*The records*
__________

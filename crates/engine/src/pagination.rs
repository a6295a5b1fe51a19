//! Pagination: repeated page cycles under an advance strategy
//!
//! A failed advance is the normal way pagination ends; it never fails the
//! template. Ordering within a cycle is governed by the config flags:
//! collect-then-advance by default, advance-then-collect under
//! `paginationFirst` (from the second cycle), and advance-through-
//! everything-then-collect-once under `paginateAllFirst`.

use crate::collector::Collector;
use crate::errors::EngineError;
use crate::executor::{execute_step_list, Frame};
use crate::resolve;
use crate::sink::ResultSink;
use std::time::Duration;
use stepflow_driver::{ClickOptions, PageDriver};
use stepflow_model::{NormalizedTemplate, PaginationConfig, PaginationStrategy, Step};
use tracing::{debug, info, warn};

/// Run every page cycle of a normalized template. `base` is the run
/// collector (init-step results) each page scope is cloned from.
pub(crate) async fn run_pages(
    driver: &dyn PageDriver,
    template: &NormalizedTemplate,
    base: &Collector,
    sink: &mut ResultSink<'_>,
) -> Result<(), EngineError> {
    if let Some(config) = template.pagination.as_ref().filter(|c| c.paginate_all_first) {
        return paginate_all_first(driver, template, config, base, sink).await;
    }

    let mut page_index: u32 = 0;
    loop {
        debug!(page = page_index, "page cycle");
        let mut page_collector = base.child_scope();

        if let Some(config) = &template.pagination {
            if config.pagination_first && page_index > 0 && advance(driver, config).await.is_err() {
                break;
            }
        }

        execute_step_list(
            driver,
            &template.per_page_steps,
            &mut page_collector,
            sink,
            Frame::root(),
            false,
        )
        .await?;
        flush_page(&page_collector, &template.per_page_steps, sink).await;

        let Some(config) = &template.pagination else {
            debug!("no pagination configured, finishing after one cycle");
            break;
        };
        page_index += 1;
        if config.max_pages.is_some_and(|max| page_index >= max) {
            info!(pages = page_index, "pagination reached maxPages");
            break;
        }
        if !config.pagination_first && advance(driver, config).await.is_err() {
            break;
        }
    }
    Ok(())
}

/// `paginateAllFirst`: advance until the strategy is exhausted (or
/// maxPages advances happened), then collect once against the final page
/// state. For sites where content accumulates in one DOM.
async fn paginate_all_first(
    driver: &dyn PageDriver,
    template: &NormalizedTemplate,
    config: &PaginationConfig,
    base: &Collector,
    sink: &mut ResultSink<'_>,
) -> Result<(), EngineError> {
    let mut advanced: u32 = 0;
    loop {
        if config.max_pages.is_some_and(|max| advanced >= max) {
            break;
        }
        if advance(driver, config).await.is_err() {
            break;
        }
        advanced += 1;
    }
    info!(advanced, "paginateAllFirst advanced through all pages, collecting once");

    let mut page_collector = base.child_scope();
    execute_step_list(
        driver,
        &template.per_page_steps,
        &mut page_collector,
        sink,
        Frame::root(),
        false,
    )
    .await?;
    flush_page(&page_collector, &template.per_page_steps, sink).await;
    Ok(())
}

/// Emit the page-cycle record, unless a page-level foreach already emitted
/// per-element records for this cycle (or the cycle collected nothing).
async fn flush_page(page_collector: &Collector, steps: &[Step], sink: &mut ResultSink<'_>) {
    if steps.is_empty() || page_collector.has_items() || page_collector.is_empty() {
        return;
    }
    sink.emit(page_collector.snapshot()).await;
}

/// Attempt one page advance. `Err(AdvanceFailed)` is the terminal "no
/// further page" signal, never a template fault.
async fn advance(
    driver: &dyn PageDriver,
    config: &PaginationConfig,
) -> Result<(), EngineError> {
    match config.strategy {
        PaginationStrategy::Next => {
            let Some(button) = &config.next_button else {
                warn!("next-button pagination without a nextButton config");
                return Err(EngineError::AdvanceFailed);
            };
            let target = resolve::locator(None, Some(button.object_type), &button.object);
            match driver.count(&target).await {
                Ok(0) | Err(_) => {
                    debug!(selector = %target, "next button gone, stopping pagination");
                    return Err(EngineError::AdvanceFailed);
                }
                Ok(_) => {}
            }
            if let Err(err) = driver.click(&target, &ClickOptions::default()).await {
                debug!(selector = %target, error = %err, "next button click failed, stopping pagination");
                return Err(EngineError::AdvanceFailed);
            }
            tokio::time::sleep(Duration::from_millis(button.wait.unwrap_or(1000))).await;
            Ok(())
        }
        PaginationStrategy::Scroll => {
            let scroll = config.scroll.unwrap_or_default();
            let before = match driver.page_height().await {
                Ok(height) => height,
                Err(_) => return Err(EngineError::AdvanceFailed),
            };
            let offset = match scroll.offset {
                Some(offset) => offset,
                None => match driver.viewport().await {
                    Ok(viewport) => viewport.height as i64,
                    Err(_) => return Err(EngineError::AdvanceFailed),
                },
            };
            if driver.scroll_by(offset).await.is_err() {
                return Err(EngineError::AdvanceFailed);
            }
            tokio::time::sleep(Duration::from_millis(scroll.delay.unwrap_or(1000))).await;
            let after = driver.page_height().await.unwrap_or(before);
            if after > before {
                Ok(())
            } else {
                debug!(before, after, "no page-height growth after scroll, stopping pagination");
                Err(EngineError::AdvanceFailed)
            }
        }
    }
}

__________

*Try it*
Reproduce exactly, please, only the lines from the start of the data above to the line that contains "never fails the", with both ends kept.

*Result of the exercise*
filename crates/engine/src/pagination.rs
repository a6295a5b1fe51a19
//! Pagination: repeated page cycles under an advance strategy
//!
//! A failed advance is the normal way pagination ends; it never fails the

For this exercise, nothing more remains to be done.